The sudden announcement of Mega Collector FranklinIsBored retiring from Web3 and selling off a lot of his Bored Ape Yacht Club (BAYC) NFTs has caused a stir in the NFT market. In a tweet, Franklin revealed that he was the victim of a rug pull, where his investment of almost 2000 ETH was flushed down the drain in a casino gambling Ponzi scheme. The sale of at least 27 BAYC NFTs, valued at $2.8 million in ETH, was triggered by the aforementioned announcement.
The Recent Slump in BAYC NFT Floor Prices and FranklinIsBored’s Abrupt Exit
BAYC is a collection of 10,000 unique NFTs, each depicting a bored ape character with distinct traits and accessories. It has become a popular asset in the NFT market, with some of its NFTs fetching millions of dollars.
Nevertheless, the recent slump in the collection’s floor price has caused apprehension among BAYC holders and investors. Cryptowatch data shows that the floor price for the BAYC collection plunged to its lowest level in five months, dropping to 54.37 ETH.
The news has left many wondering what really happened, especially given Franklin’s past trading habits and market manipulation. Twitter user @web3bandit went on about what could have possibly happened in a fairly detailed Twitter thread.
The Rise and Fall of BAYC Mega Collector FranklinIsBored in the NFT Market
For those unfamiliar with Franklin, he is a BAYC whale. He became famous for showing off his big bags on social media. However, he also gained notoriety for making costly trade mistakes due to his “fat fingers.” One such incident cost him 100 ETH, a costly troll attempt.
To cover his losses, Franklin resorted to market manipulation, which he openly admits to in a recent apology. He has been building a reputation as a “market maker” on the NFT trading scene, as evidenced by a large Twitter thread by @k2_nft, which shows him and @machibigbrother using Blur bids to brazenly manipulate the floor prices of several collections.

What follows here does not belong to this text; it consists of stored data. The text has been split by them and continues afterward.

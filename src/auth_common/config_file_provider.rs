//
// Copyright (c) 2024, 2025 Oracle and/or its affiliates. All rights reserved.
//
// Licensed under the Universal Permissive License v 1.0 as shown at
//  https://oss.oracle.com/licenses/upl/
//
//! OCI config-file profile provider (§4.1.2): parses an INI-like file
//! (default `~/.oci/config`, default section `DEFAULT`) and delegates signing
//! to a `UserPrincipalProvider` built from the assembled credentials.
use async_trait::async_trait;
use ini::Ini;
use std::path::{Path, PathBuf};
use std::time::Duration;

use super::file_utils::expand_user_home;
use super::profile::{AuthenticationProfile, Credentials, PrivateKeySource, ProfileProvider};
use super::user_principal_provider::UserPrincipalProvider;
use crate::error::{ia_error, NoSQLError};

pub(crate) const DEFAULT_CONFIG_PATH: &str = "~/.oci/config";
pub(crate) const DEFAULT_PROFILE_NAME: &str = "DEFAULT";

/// The raw fields read from one `[profile]` section, before credential
/// validation. Also used by the session-token provider, which adds its own
/// `security_token_file` handling on top.
pub(crate) struct ConfigFileSection {
    pub(crate) tenancy: String,
    pub(crate) user: String,
    pub(crate) fingerprint: String,
    pub(crate) key_file: String,
    pub(crate) pass_phrase: Option<String>,
    pub(crate) region: Option<String>,
    pub(crate) security_token_file: Option<String>,
}

pub(crate) fn read_section(
    path: &str,
    profile_name: &str,
) -> Result<ConfigFileSection, NoSQLError> {
    let expanded = expand_user_home(path);
    let ini = Ini::load_from_file(&expanded)
        .map_err(|e| ia_error!("failed to read OCI config file {}: {}", expanded, e))?;
    let section = ini.section(Some(profile_name)).ok_or_else(|| {
        ia_error!(
            "OCI config file {} has no '[{}]' section",
            expanded,
            profile_name
        )
    })?;

    let get = |key: &str| -> Result<String, NoSQLError> {
        section
            .get(key)
            .map(str::to_string)
            .ok_or_else(|| ia_error!("OCI config profile '{}' missing key '{}'", profile_name, key))
    };

    Ok(ConfigFileSection {
        tenancy: get("tenancy")?,
        user: get("user")?,
        fingerprint: get("fingerprint")?,
        key_file: get("key_file")?,
        pass_phrase: section.get("pass_phrase").map(str::to_string),
        region: section.get("region").map(str::to_string),
        security_token_file: section.get("security_token_file").map(str::to_string),
    })
}

#[derive(Debug)]
pub(crate) struct ConfigFileProvider {
    inner: UserPrincipalProvider,
}

impl ConfigFileProvider {
    pub(crate) fn new(path: &str, profile_name: &str) -> Result<Self, NoSQLError> {
        let section = read_section(path, profile_name)?;
        let key_path: PathBuf = Path::new(&expand_user_home(&section.key_file)).to_path_buf();
        let credentials = Credentials {
            tenancy_id: section.tenancy,
            user_id: section.user,
            fingerprint: section.fingerprint,
            private_key: PrivateKeySource::PemFile(key_path),
            passphrase: section.pass_phrase.map(String::into_bytes),
        };
        let inner = UserPrincipalProvider::new(credentials, section.region)?;
        Ok(ConfigFileProvider { inner })
    }

    pub(crate) fn default_path_default_profile() -> Result<Self, NoSQLError> {
        Self::new(DEFAULT_CONFIG_PATH, DEFAULT_PROFILE_NAME)
    }
}

#[async_trait]
impl ProfileProvider for ConfigFileProvider {
    async fn get_profile(&self, force_refresh: bool) -> Result<AuthenticationProfile, NoSQLError> {
        self.inner.get_profile(force_refresh).await
    }

    fn region_id(&self) -> Option<String> {
        self.inner.region_id()
    }

    async fn is_profile_valid(&self) -> bool {
        self.inner.is_profile_valid().await
    }

    async fn profile_ttl(&self) -> Duration {
        self.inner.profile_ttl().await
    }

    async fn dispose(&self) {
        self.inner.dispose().await
    }
}

#[cfg(test)]
mod test {
    use super::*;
    use std::io::Write;

    fn write_key_file(dir: &tempfile::TempDir) -> PathBuf {
        let rsa = rsa::RsaPrivateKey::new(&mut rand::thread_rng(), 2048).unwrap();
        let pem =
            rsa::pkcs1::EncodeRsaPrivateKey::to_pkcs1_pem(&rsa, rsa::pkcs8::LineEnding::LF)
                .unwrap();
        let path = dir.path().join("oci_api_key.pem");
        std::fs::write(&path, pem.as_bytes()).unwrap();
        path
    }

    #[tokio::test]
    async fn test_parses_default_section() {
        let dir = tempfile::tempdir().unwrap();
        let key_path = write_key_file(&dir);
        let config_path = dir.path().join("config");
        let mut f = std::fs::File::create(&config_path).unwrap();
        writeln!(
            f,
            "[DEFAULT]\ntenancy=ocid1.tenancy.oc1..aaaa\nuser=ocid1.user.oc1..bbbb\nfingerprint=aa:bb\nkey_file={}\nregion=us-ashburn-1\n",
            key_path.display()
        )
        .unwrap();

        let provider =
            ConfigFileProvider::new(config_path.to_str().unwrap(), "DEFAULT").unwrap();
        let profile = provider.get_profile(false).await.unwrap();
        assert_eq!(profile.key_id, "ocid1.tenancy.oc1..aaaa/ocid1.user.oc1..bbbb/aa:bb");
        assert_eq!(provider.region_id().as_deref(), Some("us-ashburn-1"));
    }

    #[tokio::test]
    async fn test_missing_section_errors() {
        let dir = tempfile::tempdir().unwrap();
        let config_path = dir.path().join("config");
        std::fs::write(&config_path, "[OTHER]\ntenancy=x\n").unwrap();
        assert!(ConfigFileProvider::new(config_path.to_str().unwrap(), "DEFAULT").is_err());
    }
}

Moreover, Franklin recently pumped an obscene amount of ETH into the defunct online casino, Dice2Win, which raises many questions. Why would he pump ~ $3m into an obscure online casino, and why has he never mentioned this publicly, even after the site pulled the rug?
Franklin claims to have lost ~2000 ETH to a lone bad actor, which he allegedly invested almost $4 million due to seeing others put money into the venture. However, given his poor trading practices, committing such a large sum without due diligence is bizarre.
Ethics in the NFT Market: The Need for Due Diligence and Mass Education
The NFT trading scene idolizes toxic behaviors like gambling, market manipulation, and personality cults. As so, these need to be re-evaluated. As the industry leaders gather at NFT NYC 2023 to discuss how to improve the NFT space, the conversation must shift towards ethics. There needs to be more emphasis on due diligence and investment in mass education.
However, ZachXBT, a Twitter user, has called the entire thread speculation and not what happened. We remain to see if there is more to the story or if this is indeed the truth. Nonetheless, the incident serves as a warning to those in the BAYC NFT scene and wider NFT market to be wary of market manipulation, gambling, and other toxic behaviors.
Lessons Learned from the Retirement of Mega Collector FranklinIsBored in the NFT Market
The retirement of Mega Collector FranklinIsBored and his selling off of his BAYC NFTs has shaken up the NFT market. Some have questioned is past trading habits and market manipulation. The recent rug pull and investment in an obscure online casino also raising even more concerns.
The NFT trading scene must re-evaluate its promotion of toxic behaviors and shift towards ethics. One with more emphasis on due diligence and investment in mass education.